"""

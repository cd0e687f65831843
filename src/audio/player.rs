//! Controlador de reproducción por guild.
//!
//! Cada sesión tiene un *driver*: una tarea que consume los eventos del
//! transporte en orden y aplica las transiciones de estado bajo el mutex de
//! la sesión. Las operaciones de usuario toman el mismo mutex, así que nunca
//! hay dos transiciones en vuelo para la misma guild.

use rand::Rng;
use std::sync::Arc;
use std::time::Duration;
use tokio::sync::mpsc;
use tokio::task::JoinHandle;
use tracing::{debug, info, warn};

use crate::audio::queue::{QueueEntry, QueueRegistry};
use crate::audio::session::{
    GuildSession, NowPlaying, PlaybackState, SessionHandle, SessionRegistry,
};
use crate::error::{MusicError, MusicResult};
use crate::notify::Notifier;
use crate::sources::{AudioResolver, MediaInfo, Source, SourceKind};
use crate::transport::{MemberDirectory, PlaySpec, TransportEvent, VoiceTransport};

/// Rearranques admitidos por pista tras un error de stream.
pub const STREAM_RETRY_LIMIT: u8 = 1;

const RETRY_BASE_DELAY_MS: u64 = 500;
const RETRY_JITTER_MS: u64 = 250;

pub struct PlaybackController {
    transport: Arc<dyn VoiceTransport>,
    notifier: Arc<dyn Notifier>,
    members: Arc<dyn MemberDirectory>,
    sessions: Arc<SessionRegistry>,
    queues: Arc<QueueRegistry>,
    resolver: Arc<AudioResolver>,
}

impl PlaybackController {
    pub fn new(
        transport: Arc<dyn VoiceTransport>,
        notifier: Arc<dyn Notifier>,
        members: Arc<dyn MemberDirectory>,
        sessions: Arc<SessionRegistry>,
        queues: Arc<QueueRegistry>,
        resolver: Arc<AudioResolver>,
    ) -> Arc<Self> {
        Arc::new(Self {
            transport,
            notifier,
            members,
            sessions,
            queues,
            resolver,
        })
    }

    /// Arranca el driver de una sesión recién creada.
    pub fn spawn_driver(
        self: &Arc<Self>,
        handle: Arc<SessionHandle>,
        mut events: mpsc::UnboundedReceiver<TransportEvent>,
    ) -> JoinHandle<()> {
        let controller = Arc::clone(self);
        tokio::spawn(async move {
            debug!("🎛️ Driver de guild {} arrancado", handle.guild_id());
            loop {
                tokio::select! {
                    _ = handle.cancel_token().cancelled() => break,
                    event = events.recv() => match event {
                        Some(event) => {
                            if !controller.on_transport_event(&handle, event).await {
                                break;
                            }
                        }
                        None => break,
                    },
                }
            }
            debug!("🎛️ Driver de guild {} terminado", handle.guild_id());
        })
    }

    /// Aplica un evento del transporte. Devuelve `false` cuando la sesión
    /// quedó desmontada y el driver debe terminar.
    pub async fn on_transport_event(
        &self,
        handle: &Arc<SessionHandle>,
        event: TransportEvent,
    ) -> bool {
        let mut session = handle.lock().await;
        match event {
            TransportEvent::Ended { seq } | TransportEvent::Errored { seq }
                if seq != session.current_seq() =>
            {
                // Evento de una generación ya reemplazada.
                debug!(
                    "🗑️ Guild {}: evento de gen {} descartado (vigente {})",
                    handle.guild_id(),
                    seq,
                    session.current_seq()
                );
                true
            }
            TransportEvent::Ended { .. } => {
                self.handle_end(handle, &mut session).await;
                true
            }
            TransportEvent::Errored { .. } => {
                self.handle_error(handle, &mut session).await;
                true
            }
            TransportEvent::Disconnected => {
                self.handle_disconnect(handle, &mut session).await;
                false
            }
        }
    }

    /// Arranca una pista resuelta y la anuncia en el canal de texto.
    pub async fn start_media(
        &self,
        handle: &SessionHandle,
        session: &mut GuildSession,
        media: MediaInfo,
    ) -> MusicResult<()> {
        let notice = format!(
            "▶️  |  Reproduciendo: **{}** ({})\n<{}>",
            media.title,
            media.duration_display(),
            media.canonical_url
        );
        self.start(handle, session, NowPlaying::Media(media)).await?;
        self.notifier.send(handle.text_channel(), &notice).await;
        Ok(())
    }

    /// Arranca una emisora de radio en vivo.
    pub async fn start_radio(
        &self,
        handle: &SessionHandle,
        session: &mut GuildSession,
        stream_url: String,
    ) -> MusicResult<()> {
        let notice = format!("📻  |  Radio en vivo: <{}>", stream_url);
        self.start(handle, session, NowPlaying::Radio(stream_url)).await?;
        self.notifier.send(handle.text_channel(), &notice).await;
        Ok(())
    }

    async fn start(
        &self,
        handle: &SessionHandle,
        session: &mut GuildSession,
        now: NowPlaying,
    ) -> MusicResult<()> {
        let guild = handle.guild_id();
        let seq = session.next_seq();
        let spec = PlaySpec {
            audio_url: now.audio_url().to_string(),
            format: now.format(),
            volume: session.volume,
            seq,
        };
        if let Err(e) = self.transport.play(guild, spec, handle.event_sink()).await {
            session.playback = PlaybackState::Idle;
            return Err(e);
        }
        info!("▶️ Guild {} reproduce «{}» (gen {})", guild, now.title(), seq);
        session.playback = PlaybackState::Playing { media: now, attempts: 0 };
        session.votes.reset();
        Ok(())
    }

    /// Detiene la pista actual. Con `leave` además abandona el canal de voz
    /// y desmonta la sesión. Sin conexión y sin `leave` no hace nada.
    pub async fn stop(&self, handle: &SessionHandle, session: &mut GuildSession, leave: bool) {
        let guild = handle.guild_id();
        let connected = self.transport.is_connected(guild);
        if !connected && !leave {
            return;
        }
        if connected {
            // La generación nueva deja huérfano el End de la pista frenada.
            session.next_seq();
            if let Err(e) = self.transport.stop(guild).await {
                warn!("⚠️ Stop falló en guild {}: {}", guild, e);
            }
            session.playback = PlaybackState::Idle;
            session.votes.reset();
        }
        if leave {
            if connected {
                if let Err(e) = self.transport.leave(guild).await {
                    warn!("⚠️ Leave falló en guild {}: {}", guild, e);
                }
            }
            self.queues.remove(guild);
            self.sessions.unbind(guild);
        }
    }

    /// Corta la pista actual y pasa a la siguiente de la cola.
    pub async fn skip(&self, handle: &SessionHandle, session: &mut GuildSession) {
        let guild = handle.guild_id();
        if let PlaybackState::Playing { media, .. } = &session.playback {
            self.notifier
                .send(handle.text_channel(), &format!("⏭️  |  Saltando: **{}**", media.title()))
                .await;
        }
        session.next_seq();
        if let Err(e) = self.transport.stop(guild).await {
            warn!("⚠️ Stop falló en guild {}: {}", guild, e);
        }
        session.playback = PlaybackState::Idle;
        self.advance(handle, session).await;
    }

    /// Saca entradas de la cola hasta arrancar una. Las que no se dejan
    /// resolver o arrancar se saltan con aviso.
    pub async fn advance(&self, handle: &SessionHandle, session: &mut GuildSession) {
        let guild = handle.guild_id();
        let queue = self.queues.for_guild(guild);
        loop {
            let Some(item) = queue.shift() else {
                self.notifier.send(handle.text_channel(), "ℹ️  |  Cola terminada").await;
                session.playback = PlaybackState::Idle;
                session.votes.reset();
                return;
            };
            let media = match item.entry {
                QueueEntry::Resolved(media) => media,
                QueueEntry::Deferred { id, kind } => {
                    match self.resolve_deferred(&id, kind, handle).await {
                        Ok(media) => media,
                        Err(e) => {
                            warn!(
                                "⚠️ Guild {}: «{}» no se pudo resolver al salir de la cola: {}",
                                guild, id, e
                            );
                            self.notifier
                                .send(handle.text_channel(), &format!("❌  |  {}", e))
                                .await;
                            continue;
                        }
                    }
                }
            };
            match self.start_media(handle, session, media).await {
                Ok(()) => return,
                Err(e) => {
                    warn!("⚠️ Guild {}: arranque falló, probando la siguiente: {}", guild, e);
                    self.notifier
                        .send(handle.text_channel(), &format!("❌  |  {}", e))
                        .await;
                }
            }
        }
    }

    async fn resolve_deferred(
        &self,
        id: &str,
        kind: SourceKind,
        handle: &SessionHandle,
    ) -> MusicResult<MediaInfo> {
        match kind {
            // Dentro del TTL es un hit de cache; fuera, re-resolución completa.
            SourceKind::Video => {
                self.resolver
                    .resolve(&Source::Id(id.to_string()), handle.cancel_token())
                    .await
            }
            _ => Err(MusicError::NoVideoFound),
        }
    }

    async fn handle_end(&self, handle: &SessionHandle, session: &mut GuildSession) {
        let guild = handle.guild_id();
        if let PlaybackState::Playing { media, .. } = &session.playback {
            info!("⏹️ Guild {} terminó «{}»", guild, media.title());
            self.notifier
                .send(handle.text_channel(), &format!("⏹️  |  Terminó: **{}**", media.title()))
                .await;
        }
        session.playback = PlaybackState::Idle;
        session.votes.reset();

        let Some(channel) = self.transport.current_channel(guild).await else {
            return;
        };
        if self.members.occupancy(guild, channel).bot_is_alone() {
            info!("🎧 Guild {}: canal {} sin oyentes al terminar, desconectando", guild, channel);
            self.notifier
                .send(handle.text_channel(), "🎧  |  Me quedé solo, hasta luego")
                .await;
            self.stop(handle, session, true).await;
            return;
        }
        self.advance(handle, session).await;
    }

    async fn handle_error(&self, handle: &SessionHandle, session: &mut GuildSession) {
        let guild = handle.guild_id();
        let (media, attempts) = match &session.playback {
            PlaybackState::Playing { media, attempts } => (media.clone(), *attempts),
            _ => return,
        };
        if attempts >= STREAM_RETRY_LIMIT {
            self.surface_failure(handle, session, &media).await;
            return;
        }

        let delay = Duration::from_millis(
            RETRY_BASE_DELAY_MS + rand::thread_rng().gen_range(0..=RETRY_JITTER_MS),
        );
        warn!(
            "⚠️ Guild {}: error de stream en «{}», rearranque {} de {} en {:?}",
            guild,
            media.title(),
            attempts + 1,
            STREAM_RETRY_LIMIT,
            delay
        );
        if let Err(e) = self.transport.stop(guild).await {
            debug!("Stop previo al rearranque falló en guild {}: {}", guild, e);
        }
        tokio::time::sleep(delay).await;

        let seq = session.next_seq();
        let spec = PlaySpec {
            audio_url: media.audio_url().to_string(),
            format: media.format(),
            volume: session.volume,
            seq,
        };
        match self.transport.play(guild, spec, handle.event_sink()).await {
            Ok(()) => {
                // Misma pista: los votos acumulados siguen valiendo.
                session.playback = PlaybackState::Playing { media, attempts: attempts + 1 };
            }
            Err(e) => {
                warn!("⚠️ Guild {}: el rearranque también falló: {}", guild, e);
                self.surface_failure(handle, session, &media).await;
            }
        }
    }

    async fn surface_failure(
        &self,
        handle: &SessionHandle,
        session: &mut GuildSession,
        media: &NowPlaying,
    ) {
        let guild = handle.guild_id();
        self.notifier
            .send(
                handle.text_channel(),
                &format!("❌  |  **{}** falló de nuevo, pasando a la siguiente", media.title()),
            )
            .await;
        session.next_seq();
        if let Err(e) = self.transport.stop(guild).await {
            debug!("Stop tras fallo definitivo falló en guild {}: {}", guild, e);
        }
        session.playback = PlaybackState::Idle;
        session.votes.reset();
        self.advance(handle, session).await;
    }

    async fn handle_disconnect(&self, handle: &SessionHandle, session: &mut GuildSession) {
        let guild = handle.guild_id();
        warn!("🔌 Guild {} desconectada del canal de voz, desmontando sesión", guild);
        session.playback = PlaybackState::Disconnected;
        self.transport.release(guild).await;
        self.queues.remove(guild);
        self.sessions.unbind(guild);
    }
}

"""

What this task involves:
Using the listing above, pull out all lines that hold the word "debug".

Output for this task:
use tracing::{debug, info, warn};
            debug!("🎛️ Driver de guild {} arrancado", handle.guild_id());
            debug!("🎛️ Driver de guild {} terminado", handle.guild_id());
                debug!(
            debug!("Stop previo al rearranque falló en guild {}: {}", guild, e);
            debug!("Stop tras fallo definitivo falló en guild {}: {}", guild, e);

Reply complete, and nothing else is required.